2013-03-11 11 views
0

데이터를 처리하기 위해 돼지를 사용하고 있습니다.정규 표현식 정규 표현식 돼지

<?xml version="1.0" encoding="UTF-8"?><MC><SC><S uid="1" gen="" art="Samsung" cmp="&lt;unknown&gt;" fld="/mnt/sdcard/Samsung/Music" alb="Samsung" ttl="Vacation"/><S uid="2" gen="" art="Samsung" cmp="&lt;unknown&gt;" fld="/mnt/sdcard/Samsung/Music" alb="Samsung" ttl="Mother earth"/><S uid="3" gen="" art="Samsung" cmp="&lt;unknown&gt;" fld="/mnt/sdcard/Samsung/Music" alb="Samsung" ttl="Over the horizon"/><S uid="4" gen="" art="Samsung" cmp="&lt;unknown&gt;" fld="/mnt/sdcard/Samsung/Music" alb="Samsung" ttl="Vocalise"/><S uid="5" gen="" art="Kitschi cupid" cmp="&lt;unknown&gt;" fld="/mnt/sdcard/Samsung/Music" alb="Samsung BeatDJ" ttl="Hard beat floor"/><S uid="6" gen="" yr="2011" art="David Kater" cmp="&lt;unknown&gt;" fld="/mnt/sdcard/Samsung/Music" alb="Samsung" ttl="Nothing left to say"/><S uid="7" gen="" art="Samsung" cmp="&lt;unknown&gt;" fld="/mnt/sdcard/Samsung/Music" alb="Samsung" ttl="Morning Dew"/><S uid="12" gen="" art="&lt;unknown&gt;" cmp="&lt;unknown&gt;" fld="/mnt/sdcard/download" alb="download" ttl="mirzaghalib6_www.songs.pk_"/><S uid="13" gen="" art="&lt;unknown&gt;" cmp="&lt;unknown&gt;" fld="/mnt/sdcard/download" alb="download" ttl="mirzaghalib7_www.songs.pk_"/><S uid="4555" gen="" yr="2012" art="Javed Ali &amp; Shakthisree Gopalan" cmp="Music: A.R. Rahman | Lyrics: Gulzar" fld="/mnt/sdcard/WhatsApp/Media/WhatsApp Audio" alb="Jab Tak Hai Jaan" ttl="Jab Tak Hai Jaan - www.Songs.PK"/></SC><PC/></MC>) 
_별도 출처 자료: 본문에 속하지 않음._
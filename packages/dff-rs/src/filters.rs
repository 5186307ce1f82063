//! Column-wise smoothing filters for trace tables.
//!
//! Both filters are NaN-aware: missing samples are filled from their
//! neighbors for the duration of the convolution and restored afterwards, so
//! gaps never bleed into adjacent frames. Columns that are entirely missing
//! pass through untouched.
//!
//! The Savitzky-Golay backend needs a linear-algebra dependency and is
//! compiled in only with the `savgol` feature (on by default); the Gaussian
//! kernel backend is always available.

use rayon::prelude::*;

use crate::error::{DffError, Result};
use crate::modes::{BoundaryMode, FilterMethod};
use crate::stats;
use crate::table::TraceTable;

/// Least-squares polynomial smoothing of one series.
///
/// Implementations are built for a fixed degree and sliding window (odd, at
/// least 3, larger than the degree) and keep edge frames on a polynomial
/// fitted to the first/last full window. `smooth` expects series at least
/// one window long.
pub trait PolynomialSmoother {
    fn smooth(&self, xs: &[f64]) -> Result<Vec<f64>>;
}

/// Gaussian smoothing of one series under a boundary policy.
pub trait GaussianSmoother {
    fn smooth(&self, xs: &[f64], sigma: f64, boundary: BoundaryMode) -> Vec<f64>;
}

/// Whether this build carries the Savitzky-Golay backend.
pub const fn has_savgol_support() -> bool {
    cfg!(feature = "savgol")
}

/// Smoothing stage. Only the fields of the selected method are consulted.
#[derive(Debug, Clone)]
pub struct FilterApplier {
    pub method: FilterMethod,
    /// Gaussian kernel width; zero or negative disables smoothing.
    pub gaussian_sigma: f64,
    pub gauss_boundary: BoundaryMode,
    /// Requested Savitzky-Golay window; rounded down to odd and clamped to
    /// the sequence length before use.
    pub savgol_window: usize,
    pub savgol_poly: usize,
}

impl Default for FilterApplier {
    fn default() -> Self {
        Self {
            method: FilterMethod::Savgol,
            gaussian_sigma: 2.0,
            gauss_boundary: BoundaryMode::Reflect,
            savgol_window: 30,
            savgol_poly: 3,
        }
    }
}

impl FilterApplier {
    pub fn apply(&self, traces: &TraceTable) -> Result<TraceTable> {
        if traces.is_empty() {
            return Ok(traces.clone());
        }
        match self.method {
            FilterMethod::Savgol => self.apply_savgol(traces),
            FilterMethod::Gaussian => self.apply_gaussian(traces),
        }
    }

    fn apply_gaussian(&self, traces: &TraceTable) -> Result<TraceTable> {
        if self.gaussian_sigma <= 0.0 {
            return Ok(traces.clone());
        }
        let sigma = self.gaussian_sigma;
        let boundary = self.gauss_boundary;
        filter_columns(traces, |col| Ok(KernelGaussian.smooth(col, sigma, boundary)))
    }

    #[cfg(feature = "savgol")]
    fn apply_savgol(&self, traces: &TraceTable) -> Result<TraceTable> {
        let n = traces.n_frames();
        // too short to fit a window; pass through before any validation
        if n < 3 {
            return Ok(traces.clone());
        }
        let (window, poly) = effective_savgol_params(self.savgol_window, self.savgol_poly, n)?;
        // the pseudo-inverse depends only on the window shape; build it once
        // for all columns
        let smoother = LstsqSavgol::new(window, poly)?;
        filter_columns(traces, |col| smoother.smooth(col))
    }

    #[cfg(not(feature = "savgol"))]
    fn apply_savgol(&self, _traces: &TraceTable) -> Result<TraceTable> {
        Err(DffError::MissingDependency("Savitzky-Golay"))
    }
}

/// Fill gaps, smooth every column in parallel, restore the gaps.
fn filter_columns<F>(traces: &TraceTable, smooth: F) -> Result<TraceTable>
where
    F: Fn(&[f64]) -> Result<Vec<f64>> + Sync,
{
    let columns = traces
        .columns()
        .par_iter()
        .map(|col| {
            if col.iter().all(|v| v.is_nan()) {
                return Ok(col.clone());
            }
            let filled = stats::fill_backward_forward(col);
            let smoothed = smooth(&filled)?;
            Ok(col
                .iter()
                .zip(smoothed)
                .map(|(&orig, s)| if orig.is_nan() { f64::NAN } else { s })
                .collect())
        })
        .collect::<Result<Vec<Vec<f64>>>>()?;
    TraceTable::new(traces.names().to_vec(), columns)
}

/// Round the requested window down to odd, clamp it to the sequence length,
/// and check it against the polynomial order.
#[cfg(feature = "savgol")]
fn effective_savgol_params(window: usize, poly: usize, n_frames: usize) -> Result<(usize, usize)> {
    let odd = if window % 2 == 0 {
        window.saturating_sub(1)
    } else {
        window
    };
    let max_odd = if n_frames % 2 == 1 {
        n_frames
    } else {
        n_frames - 1
    };
    let win = odd.min(max_odd).max(3);
    if poly >= win {
        return Err(DffError::Validation {
            param: "savgol_poly",
            reason: format!("must be less than the effective window ({})", win),
        });
    }
    if win < poly + 2 {
        return Err(DffError::Validation {
            param: "savgol_window",
            reason: format!(
                "effective window ({}) must be at least savgol_poly + 2",
                win
            ),
        });
    }
    Ok((win, poly))
}

/// Explicit kernel-build-and-convolve Gaussian backend.
pub struct KernelGaussian;

impl GaussianSmoother for KernelGaussian {
    fn smooth(&self, xs: &[f64], sigma: f64, boundary: BoundaryMode) -> Vec<f64> {
        let n = xs.len();
        if n == 0 || sigma <= 0.0 {
            return xs.to_vec();
        }
        let kernel = gaussian_kernel(sigma);
        let radius = (kernel.len() / 2) as i64;
        (0..n as i64)
            .map(|i| {
                kernel
                    .iter()
                    .enumerate()
                    .map(|(k, w)| w * xs[fold_index(i + k as i64 - radius, n, boundary)])
                    .sum()
            })
            .collect()
    }
}

/// Unit-sum Gaussian kernel truncated at three sigma (radius at least 1).
fn gaussian_kernel(sigma: f64) -> Vec<f64> {
    let radius = ((3.0 * sigma).round() as i64).max(1);
    let mut kernel: Vec<f64> = (-radius..=radius)
        .map(|k| (-0.5 * (k as f64 / sigma).powi(2)).exp())
        .collect();
    let sum: f64 = kernel.iter().sum();
    for w in &mut kernel {
        *w /= sum;
    }
    kernel
}

/// Map an out-of-range sample index back into `[0, n)` under the boundary
/// policy. Index folding keeps any kernel radius safe, even one larger than
/// the sequence itself.
fn fold_index(i: i64, n: usize, boundary: BoundaryMode) -> usize {
    let n = n as i64;
    if n == 1 {
        return 0;
    }
    let idx = match boundary {
        BoundaryMode::Nearest => i.clamp(0, n - 1),
        BoundaryMode::Wrap => i.rem_euclid(n),
        // edge value repeats in the reflection: (dcba|abcd|dcba)
        BoundaryMode::Reflect => {
            let m = i.rem_euclid(2 * n);
            if m < n {
                m
            } else {
                2 * n - 1 - m
            }
        }
        // edge value is the pivot and does not repeat: (dcb|abcd|cba)
        BoundaryMode::Mirror => {
            let period = 2 * n - 2;
            let m = i.rem_euclid(period);
            if m < n {
                m
            } else {
                period - m
            }
        }
    };
    idx as usize
}

#[cfg(feature = "savgol")]
mod savgol {
    use nalgebra::{DMatrix, DVector};

    use super::PolynomialSmoother;
    use crate::error::{DffError, Result};

    /// Savitzky-Golay smoothing via the pseudo-inverse of the local
    /// least-squares design matrix, factored once per window shape.
    pub struct LstsqSavgol {
        window: usize,
        /// Row 0 of the pseudo-inverse: evaluates the fitted polynomial at
        /// the window center.
        weights: Vec<f64>,
        pinv: DMatrix<f64>,
    }

    impl LstsqSavgol {
        pub fn new(window: usize, poly: usize) -> Result<Self> {
            debug_assert!(window % 2 == 1 && window >= 3 && poly < window);
            let half = (window / 2) as f64;
            let design =
                DMatrix::from_fn(window, poly + 1, |r, c| (r as f64 - half).powi(c as i32));
            let pinv = design
                .pseudo_inverse(1e-12)
                .map_err(|e| DffError::Computation(e.to_string()))?;
            let weights = (0..window).map(|s| pinv[(0, s)]).collect();
            Ok(Self {
                window,
                weights,
                pinv,
            })
        }

        fn fit(&self, ys: &[f64]) -> Vec<f64> {
            let y = DVector::from_column_slice(ys);
            let coeffs = &self.pinv * y;
            coeffs.iter().copied().collect()
        }
    }

    impl PolynomialSmoother for LstsqSavgol {
        fn smooth(&self, xs: &[f64]) -> Result<Vec<f64>> {
            let n = xs.len();
            let window = self.window;
            debug_assert!(window <= n);
            let half = window / 2;
            let mut out = vec![0.0; n];
            for i in half..n - half {
                let mut acc = 0.0;
                for (s, w) in self.weights.iter().enumerate() {
                    acc += w * xs[i - half + s];
                }
                out[i] = acc;
            }
            // edge frames ride on polynomials fitted to the first and last
            // full windows
            let head = self.fit(&xs[..window]);
            for (i, slot) in out.iter_mut().enumerate().take(half) {
                *slot = polyval(&head, i as f64 - half as f64);
            }
            let tail = self.fit(&xs[n - window..]);
            let center = (n - 1 - half) as f64;
            for i in n - half..n {
                out[i] = polyval(&tail, i as f64 - center);
            }
            Ok(out)
        }
    }

    /// Evaluate `c0 + c1 t + c2 t^2 + ...` by Horner's rule.
    fn polyval(coeffs: &[f64], t: f64) -> f64 {
        coeffs.iter().rev().fold(0.0, |acc, &c| acc * t + c)
    }
}

#[cfg(feature = "savgol")]
pub use savgol::LstsqSavgol;
//! Output-table writing.
//!
//! CSV with a channel-name header row. Missing samples are written as empty
//! cells, which the loader reads back as NaN.

use std::io;
use std::path::{Path, PathBuf};

use crate::error::Result;
use crate::table::TraceTable;

/// Writes one table to disk, creating parent directories as needed.
#[derive(Debug, Clone)]
pub struct SignalSaver {
    output_path: PathBuf,
}

impl SignalSaver {
    pub fn new(path: impl Into<PathBuf>) -> Self {
        Self {
            output_path: path.into(),
        }
    }

    pub fn path(&self) -> &Path {
        &self.output_path
    }

    pub fn save_csv(&self, table: &TraceTable) -> Result<()> {
        if let Some(parent) = self.output_path.parent() {
            if !parent.as_os_str().is_empty() {
                std::fs::create_dir_all(parent)?;
            }
        }
        let mut writer = csv::Writer::from_path(&self.output_path).map_err(io::Error::from)?;
        writer.write_record(table.names()).map_err(io::Error::from)?;
        for row in table.rows() {
            let cells: Vec<String> = row.iter().map(|&v| format_cell(v)).collect();
            writer.write_record(&cells).map_err(io::Error::from)?;
        }
        writer.flush()?;

        log::info!(
            "Saved {} frames x {} channels to {}",
            table.n_frames(),
            table.n_channels(),
            self.output_path.display()
        );
        Ok(())
    }
}

fn format_cell(v: f64) -> String {
    if v.is_nan() {
        String::new()
    } else {
        v.to_string()
    }
}
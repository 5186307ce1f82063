use crate::cli::{self, RunArgs};
use dff_rs::{ConfigOverrides, NormalizationMode, PipelineConfig, TableFormat};
use std::path::{Path, PathBuf};

/// Validate a single file path: existence and supported extension.
pub fn validate_file(file_path: &str) -> Result<(), String> {
    if !Path::new(file_path).exists() {
        return Err(format!("Input file not found: {}", file_path));
    }

    if TableFormat::from_path(Path::new(file_path)).is_none() {
        let ext = Path::new(file_path)
            .extension()
            .and_then(|e| e.to_str())
            .unwrap_or("");
        return Err(format!(
            "Unsupported file extension '{}'. Supported: csv, tsv, txt, dat",
            ext
        ));
    }

    Ok(())
}

/// Load JSON parameter overrides from an inline object or a file path.
pub fn load_overrides(params: &Option<String>) -> Result<ConfigOverrides, String> {
    let Some(params) = params else {
        return Ok(ConfigOverrides::default());
    };

    let json = if params.trim_start().starts_with('{') {
        params.clone()
    } else {
        std::fs::read_to_string(params)
            .map_err(|e| format!("Failed to read params file '{}': {}", params, e))?
    };

    ConfigOverrides::from_json(&json).map_err(|e| e.to_string())
}

/// Resolve the full pipeline configuration for a run.
///
/// Precedence, lowest to highest: built-in defaults, `--params` JSON,
/// individual flags.
pub fn build_config(args: &RunArgs) -> Result<PipelineConfig, String> {
    let overrides = load_overrides(&args.params)?;
    let mut config = PipelineConfig::default().with_overrides(&overrides);

    if let Some(v) = args.drop_first {
        config.drop_first = v;
    }
    if let Some(v) = args.stim_frame {
        config.stim_frame = Some(v);
    }
    if let Some(ref s) = args.baseline_mode {
        config.baseline_mode = cli::parse_baseline_mode(s)?;
    }
    if let Some(v) = args.pre_window {
        config.pre_window = v;
    }
    if let Some(v) = args.rolling_window {
        config.rolling_window = v;
    }
    if let Some(v) = args.baseline_rolling_window {
        config.baseline_rolling_window = Some(v);
    }
    if let Some(v) = args.detrend_rolling_window {
        config.detrend_rolling_window = Some(v);
    }
    if let Some(v) = args.global_percentile_q {
        config.global_percentile_q = v;
    }
    if let Some(v) = args.rolling_percentile_q {
        config.rolling_percentile_q = v;
    }
    if let Some(ref s) = args.detrend {
        config.detrend = cli::parse_detrend_method(s)?;
    }
    if let Some(ref s) = args.normalization_mode {
        config.normalization_mode = cli::parse_normalization_mode(s)?;
    }
    if let Some(ref s) = args.filter_method {
        config.filter_method = cli::parse_filter_method(s)?;
    }
    if let Some(v) = args.gaussian_sigma {
        config.gaussian_sigma = v;
    }
    if let Some(ref s) = args.gauss_boundary {
        config.gauss_boundary = cli::parse_boundary_mode(s)?;
    }
    if let Some(v) = args.savgol_window {
        config.savgol_window = v;
    }
    if let Some(v) = args.savgol_poly {
        config.savgol_poly = v;
    }

    config.validate().map_err(|e| e.to_string())?;
    Ok(config)
}

/// Path of the saved primary table: `<output_dir>/<stem>_dff.csv` or
/// `<output_dir>/<stem>_sub.csv` depending on the primary normalization.
pub fn output_table_path(output_dir: &Path, input: &Path, mode: NormalizationMode) -> PathBuf {
    let stem = input
        .file_stem()
        .and_then(|s| s.to_str())
        .unwrap_or("traces");
    let suffix = match mode {
        NormalizationMode::Dff => "_dff",
        NormalizationMode::Subtract => "_sub",
    };
    output_dir.join(format!("{}{}.csv", stem, suffix))
}

#[cfg(test)]
mod tests {
    use super::*;
    use dff_rs::{BaselineMode, DetrendMethod, FilterMethod};
    use std::io::Write;

    fn make_test_args() -> RunArgs {
        RunArgs {
            file: "/tmp/test.csv".to_string(),
            params: None,
            drop_first: None,
            stim_frame: None,
            baseline_mode: None,
            pre_window: None,
            rolling_window: None,
            baseline_rolling_window: None,
            detrend_rolling_window: None,
            global_percentile_q: None,
            rolling_percentile_q: None,
            detrend: None,
            normalization_mode: None,
            filter_method: None,
            gaussian_sigma: None,
            gauss_boundary: None,
            savgol_window: None,
            savgol_poly: None,
            output_dir: None,
            output: None,
            compact: false,
            quiet: true,
        }
    }

    #[test]
    fn test_build_config_defaults() {
        let config = build_config(&make_test_args()).unwrap();
        assert_eq!(config.drop_first, 10);
        assert_eq!(config.stim_frame, Some(44));
        assert_eq!(config.baseline_mode, BaselineMode::PreStimMedian);
        assert_eq!(config.filter_method, FilterMethod::Savgol);
    }

    #[test]
    fn test_build_config_inline_params() {
        let mut args = make_test_args();
        args.params = Some(r#"{"baseline_mode": "rolling_median", "rolling_window": 51}"#.to_string());
        let config = build_config(&args).unwrap();
        assert_eq!(config.baseline_mode, BaselineMode::RollingMedian);
        assert_eq!(config.rolling_window, 51);
        assert_eq!(config.drop_first, 10);
    }

    #[test]
    fn test_build_config_params_file() {
        let mut file = tempfile::Builder::new().suffix(".json").tempfile().unwrap();
        write!(file, r#"{{"detrend": "linear", "gaussian_sigma": 1.5}}"#).unwrap();
        let mut args = make_test_args();
        args.params = Some(file.path().to_str().unwrap().to_string());
        let config = build_config(&args).unwrap();
        assert_eq!(config.detrend, DetrendMethod::Linear);
        assert_eq!(config.gaussian_sigma, 1.5);
    }

    #[test]
    fn test_flags_override_params() {
        let mut args = make_test_args();
        args.params = Some(r#"{"rolling_window": 51, "savgol_window": 15}"#.to_string());
        args.rolling_window = Some(201);
        let config = build_config(&args).unwrap();
        assert_eq!(config.rolling_window, 201);
        assert_eq!(config.savgol_window, 15);
    }

    #[test]
    fn test_build_config_unknown_mode_name() {
        let mut args = make_test_args();
        args.baseline_mode = Some("median".to_string());
        let err = build_config(&args).unwrap_err();
        assert!(err.contains("Unknown baseline mode"));
    }

    #[test]
    fn test_build_config_unknown_params_key() {
        let mut args = make_test_args();
        args.params = Some(r#"{"no_such_param": 1}"#.to_string());
        assert!(build_config(&args).is_err());
    }

    #[test]
    fn test_build_config_rejects_invalid_domain() {
        let mut args = make_test_args();
        args.pre_window = Some(2);
        let err = build_config(&args).unwrap_err();
        assert!(err.contains("pre_window"));
    }

    #[test]
    fn test_validate_file_missing() {
        let err = validate_file("/nonexistent/traces.csv").unwrap_err();
        assert!(err.contains("not found"));
    }

    #[test]
    fn test_validate_file_unsupported_extension() {
        let file = tempfile::Builder::new().suffix(".xlsx").tempfile().unwrap();
        let err = validate_file(file.path().to_str().unwrap()).unwrap_err();
        assert!(err.contains("Unsupported"));
    }

    #[test]
    fn test_validate_file_ok() {
        let file = tempfile::Builder::new().suffix(".csv").tempfile().unwrap();
        assert!(validate_file(file.path().to_str().unwrap()).is_ok());
    }

    #[test]
    fn test_output_table_path_suffix_tracks_primary() {
        let dir = Path::new("/out");
        let input = Path::new("/data/wt1.csv");
        assert_eq!(
            output_table_path(dir, input, NormalizationMode::Dff),
            PathBuf::from("/out/wt1_dff.csv")
        );
        assert_eq!(
            output_table_path(dir, input, NormalizationMode::Subtract),
            PathBuf::from("/out/wt1_sub.csv")
        );
    }
}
내 목표는 상호 의존적으로 HDFS에서 ""= 구문 분석과 예술의 항목을 저장하는 것입니다 :

내 데이터는 것 같습니다.

A= load 'smalltestdata' USING TextLoader() AS (line:chararray); 
data_split=FILTER C BY (line matches '.*art=.*'); 

암 I없는 아무것도 :

나는 다음과 같은 PIG 명령을 사용?

답변

1

art=" 후 정보 만 얻을 "하기 전에 다음 정규식 사용하려면 무슨 일이 일어나고 여기

(?<=art\=")(.*?)(?=") 

을 :

1. (?<=art\=") - This is a lookbehind. It will look for matches after `art="` 
2. (.*?)  - This is the search string that is returned. The `?` makes it non-greedy, so it only grabs the least number of finds 
3. (?=")  - This is a lookahead. It will search for things before `"` 

Lookbehinds 및 lookaheads 반환되지 않으므로 결과 것입니다 art="" 사이의 모든 텍스트가 있어야합니다.